En travaillant sur la valorisation de ses savoir-faire, Bretim sécurise son activité

Installée depuis 35 ans dans le Morbihan, l'industrie Bretim ne cesse de questionner ses pratiques, ses compétences, son organisation pour gagner en qualité de travail et des marchés. Codirigée depuis 2006 par Jacques Jégourel et Yann Coadic, l'entreprise privilégie le bien-être de ses salariés au service de sa performance. Dernier chantier en cours : la formalisation des évolutions de carrière pour fidéliser l'effectif.

Il n’y a pas que les pâtes et les liquides alimentaires que l’industrie Bretim sait faire circuler. Depuis plusieurs mois, l’entreprise travaille sur la transmission de ses savoir-faire. Objectifs : répertorier les process, les champs de compétences, les métiers ; identifier les gestes déployés, les techniques utilisées, les aptitudes et autres comportements professionnels afin de formaliser les savoir-faire et faciliter leur circulation. « Notre chef d’atelier, qui a trente ans, a travaillé en binôme pendant deux ans avec son prédécesseur. De cette expérience, nous avons souhaité en tirer un enseignement généralisé à l’ensemble de l’entreprise », explique Isabelle Morel, chargée des ressources humaines, et de ce nouveau chantier qu’elle a étalé sur trois années, au rythme d’ateliers réguliers.

Renforcer et fidéliser les équipes

Accompagnée par la CCI du Morbihan sur l’organisation de ce projet de transmission des savoir-faire – intégré dans la construction et la valorisation de la marque employeur -, la direction de Bretim flèche plusieurs intérêts à ce projet au long cours. « Nous travaillons dans un secteur de niche, dans lequel les cursus professionnels sont très singuliers et diversifiés. Cette formalisation des savoir-faire va nous permettre de renforcer la cohésion d’équipe, faciliter les évolutions de poste et conduire à fidéliser nos collaborateurs et collaboratrices. C’est un des leviers actionnés pour sécuriser l’avenir de notre activité », souligne Yann Coadic, co-dirigeant de cette entreprise spécialisée dans la conception, la fabrication et l’installation de réseaux élaborés de tuyauteries industrielles « Nos équipements sont dédiés au transfert de liquides et de produits semi pâteux.

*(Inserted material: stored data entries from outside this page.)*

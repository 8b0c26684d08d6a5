use std::io::Read;

use ai_text_detector::services::ConfigStore;
use ai_text_detector::{init_logging, AiTextDetector, DetectorConfig};
use anyhow::{Context, Result};
use tracing::warn;

fn preview(s: &str, max_chars: usize) -> String {
    let mut out: String = s.chars().take(max_chars).collect();
    if s.chars().count() > max_chars {
        out.push_str("...");
    }
    out.replace('\n', " ")
}

fn parse_arg_value(args: &[String], key: &str) -> Option<String> {
    args.iter()
        .position(|a| a == key)
        .and_then(|i| args.get(i + 1))
        .cloned()
}

fn has_flag(args: &[String], key: &str) -> bool {
    args.iter().any(|a| a == key)
}

fn read_input(path: &str) -> Result<String> {
    if path == "-" {
        let mut text = String::new();
        std::io::stdin()
            .read_to_string(&mut text)
            .context("read stdin failed")?;
        return Ok(text);
    }
    std::fs::read_to_string(path).with_context(|| format!("read file failed: {}", path))
}

/// Stored settings, or the defaults when the stored file is unreadable.
fn stored_config(store: Option<&ConfigStore>) -> DetectorConfig {
    let Some(store) = store else {
        return DetectorConfig::default();
    };
    match store.detector_config() {
        Ok(config) => config,
        Err(e) => {
            warn!("[CONFIG] {}; using defaults", e);
            DetectorConfig::default()
        }
    }
}

fn main() -> Result<()> {
    let args: Vec<String> = std::env::args().collect();
    if args.len() < 2 {
        eprintln!(
            "Usage:\n  cargo run --bin detect_text -- <path|-> [--strategy <version>] [--no-literary] [--metrics] [--out <json_path>] [--save-config]\n\nNotes:\n  - `-` reads the text from stdin.\n  - Strategies: adaptive-v3 (default), weighted-evidence-v1.\n  - Settings not given on the command line come from the stored config file.\n  - `--save-config` writes the effective settings back to that file (the previous file is backed up).\n  - AITEXT_DISABLE_FILE_LOG=1 keeps logging on the console only."
        );
        return Ok(());
    }

    init_logging();

    let path = args[1].clone();
    let show_metrics = has_flag(&args, "--metrics");
    let out_path = parse_arg_value(&args, "--out");

    let store = ConfigStore::default_config_dir().map(ConfigStore::new);
    let mut config = stored_config(store.as_ref());
    if let Some(strategy) = parse_arg_value(&args, "--strategy") {
        config.strategy = strategy;
    }
    if has_flag(&args, "--no-literary") {
        config.literary_heuristics = false;
    }

    if has_flag(&args, "--save-config") {
        let store = store
            .as_ref()
            .context("no config directory available on this platform")?;
        store
            .set_detector_config(config.clone())
            .context("save config failed")?;
        println!("Saved config: {}", store.config_file().display());
    }

    let text = read_input(&path)?;
    let detector = AiTextDetector::new(config);
    let detailed = detector
        .detect_with_metrics(&text)
        .with_context(|| format!("detection failed for {}", path))?;
    let result = &detailed.result;

    println!("Input: {}", if path == "-" { "(stdin)" } else { path.as_str() });
    println!("Text: {} chars  {}", text.trim().chars().count(), preview(text.trim(), 80));
    println!("Strategy: {}", detailed.strategy);
    println!();
    println!(
        "Verdict: {}",
        if result.is_ai_generated { "AI-generated" } else { "human-written" }
    );
    println!("Confidence: {:.2}", result.confidence);
    println!("Score: {:.4} (threshold {:.3})", result.score, detailed.threshold);
    println!("Perplexity: {:.3}", result.perplexity_score);
    println!("Burstiness: {:.3}", result.burstiness_score);

    if !result.reasons.is_empty() {
        println!();
        println!("Reasons: {}", result.reasons.len());
        for reason in &result.reasons {
            println!("  - {}", reason);
        }
    }

    if show_metrics {
        println!();
        println!("Metrics:");
        let metrics = serde_json::to_value(&detailed.metrics)?;
        if let Some(fields) = metrics.as_object() {
            for (name, value) in fields {
                println!("  {:<28} {}", name, value);
            }
        }
    }

    if let Some(out_path) = out_path {
        let json = serde_json::to_string_pretty(&detailed)?;
        std::fs::write(&out_path, json).with_context(|| format!("write out failed: {}", out_path))?;
        println!();
        println!("Wrote JSON: {}", out_path);
    }

    Ok(())
}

Soumis à une exigence élevée en matière d’hygiène, de sécurité et de performance, ils sont principalement installés dans des industries agroalimentaires (+80% de notre activité), chimiques ou cosmétiques du Grand-ouest« , précise Jacques Jégourel, second co-dirigeant et salarié de la première heure de Bretim, il y a 35 ans.

La qualité de vie au travail

Aujourd’hui, l’effectif est composée de 45 personnes, réparties entre la partie administrative (6 personnes), le bureau d’études (6 personnes), l’atelier qui mobilise une dizaine de personnes et plusieurs métiers (soudure, chaudronnerie, assemblage…), et enfin une équipe d’installateurs (22 personnes). En 2025, la PME a réalisé 8,6 millions d’euros de chiffre d’affaires, et escompte bien repasser le cap des 10 millions d’euros cette année. « Nous avons connu un trou d’air causé par les conséquences du contexte économico-géopolitique actuel. Faute de visibilité, les entreprises freinent significativement leurs investissements », recadre Yann Coadic qui déplore les effets collatéraux relevés sur le moral de ses troupes. « Une de nos finalités, c’est de participer au bien-être de nos salarié(e)s », rappelle le dirigeant, investi dans l’amélioration des conditions de travail (l’entreprise applique depuis l’an 2000 les 4 jours/semaine) au service de la performance de l’entreprise. D’où la valorisation de ses savoir-faire.

« Au départ, en 1991, Bretim est resté un simple sous-traitant pour l’installation des tuyauteries industrielles. Depuis la création de son propre bureau d’études, en 1998, l’entreprise maîtrise la chaîne complète du process, de la conception à la formation post-installation. Elle est montée en gamme et en compétences, pour être désormais reconnue pour ses capacités d’innovation et d’ingénierie », souligne Jacques Jégourel. En 2024, l’entreprise a investi dans un outil numérique innovant, un Laser Scan 3D capable de générer un nuage de points précis des environnements industriels, avec une portée jusqu’à 70 mètres.  Bretim prévoit également l’extension de son bâtiment construit il y a quelques années sur la zone d’activité de Pluméliau-Bieuzy. « Nous allons ajouter 400 m² à l’atelier afin d’optimiser les lignes de montage et privilégier la préfabrication de nos équipements sur site pour réduire les temps d’installation chez nos clients », explique Yann Coadic. Les travaux sont programmés dans le courant de l’année.